What needs to be done
Produce all the records again exactly as they stand.

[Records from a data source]
● ● ● ● ● ● ●

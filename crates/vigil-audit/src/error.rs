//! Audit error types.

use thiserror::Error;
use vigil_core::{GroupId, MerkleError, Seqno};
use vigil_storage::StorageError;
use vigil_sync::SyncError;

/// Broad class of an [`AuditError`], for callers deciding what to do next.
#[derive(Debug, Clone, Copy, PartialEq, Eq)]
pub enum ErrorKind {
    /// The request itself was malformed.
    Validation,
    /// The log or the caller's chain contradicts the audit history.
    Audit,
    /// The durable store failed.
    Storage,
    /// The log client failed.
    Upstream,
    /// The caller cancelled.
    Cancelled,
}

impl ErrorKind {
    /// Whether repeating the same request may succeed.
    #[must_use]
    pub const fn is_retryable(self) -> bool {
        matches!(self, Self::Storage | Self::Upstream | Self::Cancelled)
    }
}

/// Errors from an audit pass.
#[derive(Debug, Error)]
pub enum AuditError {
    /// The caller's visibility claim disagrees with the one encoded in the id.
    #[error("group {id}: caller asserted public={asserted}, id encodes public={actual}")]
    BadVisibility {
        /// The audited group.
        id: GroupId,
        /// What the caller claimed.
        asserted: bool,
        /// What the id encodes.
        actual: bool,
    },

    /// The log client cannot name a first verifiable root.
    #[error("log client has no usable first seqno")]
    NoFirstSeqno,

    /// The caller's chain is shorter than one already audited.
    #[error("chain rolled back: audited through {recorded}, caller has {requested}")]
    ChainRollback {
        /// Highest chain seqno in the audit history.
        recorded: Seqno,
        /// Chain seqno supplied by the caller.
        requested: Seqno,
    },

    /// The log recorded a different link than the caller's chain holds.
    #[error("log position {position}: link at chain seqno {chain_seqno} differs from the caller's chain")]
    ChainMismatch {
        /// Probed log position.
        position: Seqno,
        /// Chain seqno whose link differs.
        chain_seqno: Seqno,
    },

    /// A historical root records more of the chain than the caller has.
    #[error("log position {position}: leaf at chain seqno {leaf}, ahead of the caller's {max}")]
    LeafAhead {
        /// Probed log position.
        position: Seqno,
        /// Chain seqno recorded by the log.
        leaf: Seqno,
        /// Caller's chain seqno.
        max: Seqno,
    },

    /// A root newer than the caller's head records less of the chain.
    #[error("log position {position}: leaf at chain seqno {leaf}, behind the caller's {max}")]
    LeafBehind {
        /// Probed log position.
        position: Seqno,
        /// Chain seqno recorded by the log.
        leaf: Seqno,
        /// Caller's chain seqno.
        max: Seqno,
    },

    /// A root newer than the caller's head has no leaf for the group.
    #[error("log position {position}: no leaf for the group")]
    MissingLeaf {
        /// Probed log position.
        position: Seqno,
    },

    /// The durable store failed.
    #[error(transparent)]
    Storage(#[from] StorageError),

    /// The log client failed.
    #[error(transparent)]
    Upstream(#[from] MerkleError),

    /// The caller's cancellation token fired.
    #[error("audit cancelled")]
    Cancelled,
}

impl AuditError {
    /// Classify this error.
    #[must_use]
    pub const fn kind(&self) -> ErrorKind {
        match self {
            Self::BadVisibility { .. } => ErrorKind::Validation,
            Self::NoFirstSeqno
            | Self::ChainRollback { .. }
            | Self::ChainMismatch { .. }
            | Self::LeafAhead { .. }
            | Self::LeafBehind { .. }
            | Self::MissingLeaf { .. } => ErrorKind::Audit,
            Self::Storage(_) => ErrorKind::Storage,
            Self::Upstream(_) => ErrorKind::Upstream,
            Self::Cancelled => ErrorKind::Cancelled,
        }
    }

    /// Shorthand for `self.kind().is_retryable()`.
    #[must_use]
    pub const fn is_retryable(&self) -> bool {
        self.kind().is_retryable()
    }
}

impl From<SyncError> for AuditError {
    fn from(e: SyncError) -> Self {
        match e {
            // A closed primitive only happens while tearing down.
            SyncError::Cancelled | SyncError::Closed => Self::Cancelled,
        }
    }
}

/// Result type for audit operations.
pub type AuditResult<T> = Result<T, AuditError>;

● ● ● ● ● ● ●

Response to the task
filename crates/vigil-audit/src/error.rs
//! Audit error types.

use thiserror::Error;
use vigil_core::{GroupId, MerkleError, Seqno};
use vigil_storage::StorageError;
use vigil_sync::SyncError;

/// Broad class of an [`AuditError`], for callers deciding what to do next.
#[derive(Debug, Clone, Copy, PartialEq, Eq)]
pub enum ErrorKind {
    /// The request itself was malformed.
    Validation,
    /// The log or the caller's chain contradicts the audit history.
    Audit,
    /// The durable store failed.
    Storage,
    /// The log client failed.
    Upstream,
    /// The caller cancelled.
    Cancelled,
}

impl ErrorKind {
    /// Whether repeating the same request may succeed.
    #[must_use]
    pub const fn is_retryable(self) -> bool {
        matches!(self, Self::Storage | Self::Upstream | Self::Cancelled)
    }
}

/// Errors from an audit pass.
#[derive(Debug, Error)]
pub enum AuditError {
    /// The caller's visibility claim disagrees with the one encoded in the id.
    #[error("group {id}: caller asserted public={asserted}, id encodes public={actual}")]
    BadVisibility {
        /// The audited group.
        id: GroupId,
        /// What the caller claimed.
        asserted: bool,
        /// What the id encodes.
        actual: bool,
    },

    /// The log client cannot name a first verifiable root.
    #[error("log client has no usable first seqno")]
    NoFirstSeqno,

    /// The caller's chain is shorter than one already audited.
    #[error("chain rolled back: audited through {recorded}, caller has {requested}")]
    ChainRollback {
        /// Highest chain seqno in the audit history.
        recorded: Seqno,
        /// Chain seqno supplied by the caller.
        requested: Seqno,
    },

    /// The log recorded a different link than the caller's chain holds.
    #[error("log position {position}: link at chain seqno {chain_seqno} differs from the caller's chain")]
    ChainMismatch {
        /// Probed log position.
        position: Seqno,
        /// Chain seqno whose link differs.
        chain_seqno: Seqno,
    },

    /// A historical root records more of the chain than the caller has.
    #[error("log position {position}: leaf at chain seqno {leaf}, ahead of the caller's {max}")]
    LeafAhead {
        /// Probed log position.
        position: Seqno,
        /// Chain seqno recorded by the log.
        leaf: Seqno,
        /// Caller's chain seqno.
        max: Seqno,
    },

    /// A root newer than the caller's head records less of the chain.
    #[error("log position {position}: leaf at chain seqno {leaf}, behind the caller's {max}")]
    LeafBehind {
        /// Probed log position.
        position: Seqno,
        /// Chain seqno recorded by the log.
        leaf: Seqno,
        /// Caller's chain seqno.
        max: Seqno,
    },

    /// A root newer than the caller's head has no leaf for the group.
    #[error("log position {position}: no leaf for the group")]
    MissingLeaf {
        /// Probed log position.
        position: Seqno,
    },

    /// The durable store failed.
    #[error(transparent)]
    Storage(#[from] StorageError),

    /// The log client failed.
    #[error(transparent)]
    Upstream(#[from] MerkleError),

    /// The caller's cancellation token fired.
    #[error("audit cancelled")]
    Cancelled,
}

impl AuditError {
    /// Classify this error.
    #[must_use]
    pub const fn kind(&self) -> ErrorKind {
        match self {
            Self::BadVisibility { .. } => ErrorKind::Validation,
            Self::NoFirstSeqno
            | Self::ChainRollback { .. }
            | Self::ChainMismatch { .. }
            | Self::LeafAhead { .. }
            | Self::LeafBehind { .. }
            | Self::MissingLeaf { .. } => ErrorKind::Audit,
            Self::Storage(_) => ErrorKind::Storage,
            Self::Upstream(_) => ErrorKind::Upstream,
            Self::Cancelled => ErrorKind::Cancelled,
        }
    }

    /// Shorthand for `self.kind().is_retryable()`.
    #[must_use]
    pub const fn is_retryable(&self) -> bool {
        self.kind().is_retryable()
    }
}

impl From<SyncError> for AuditError {
    fn from(e: SyncError) -> Self {
        match e {
            // A closed primitive only happens while tearing down.
            SyncError::Cancelled | SyncError::Closed => Self::Cancelled,
        }
    }
}

/// Result type for audit operations.
pub type AuditResult<T> = Result<T, AuditError>;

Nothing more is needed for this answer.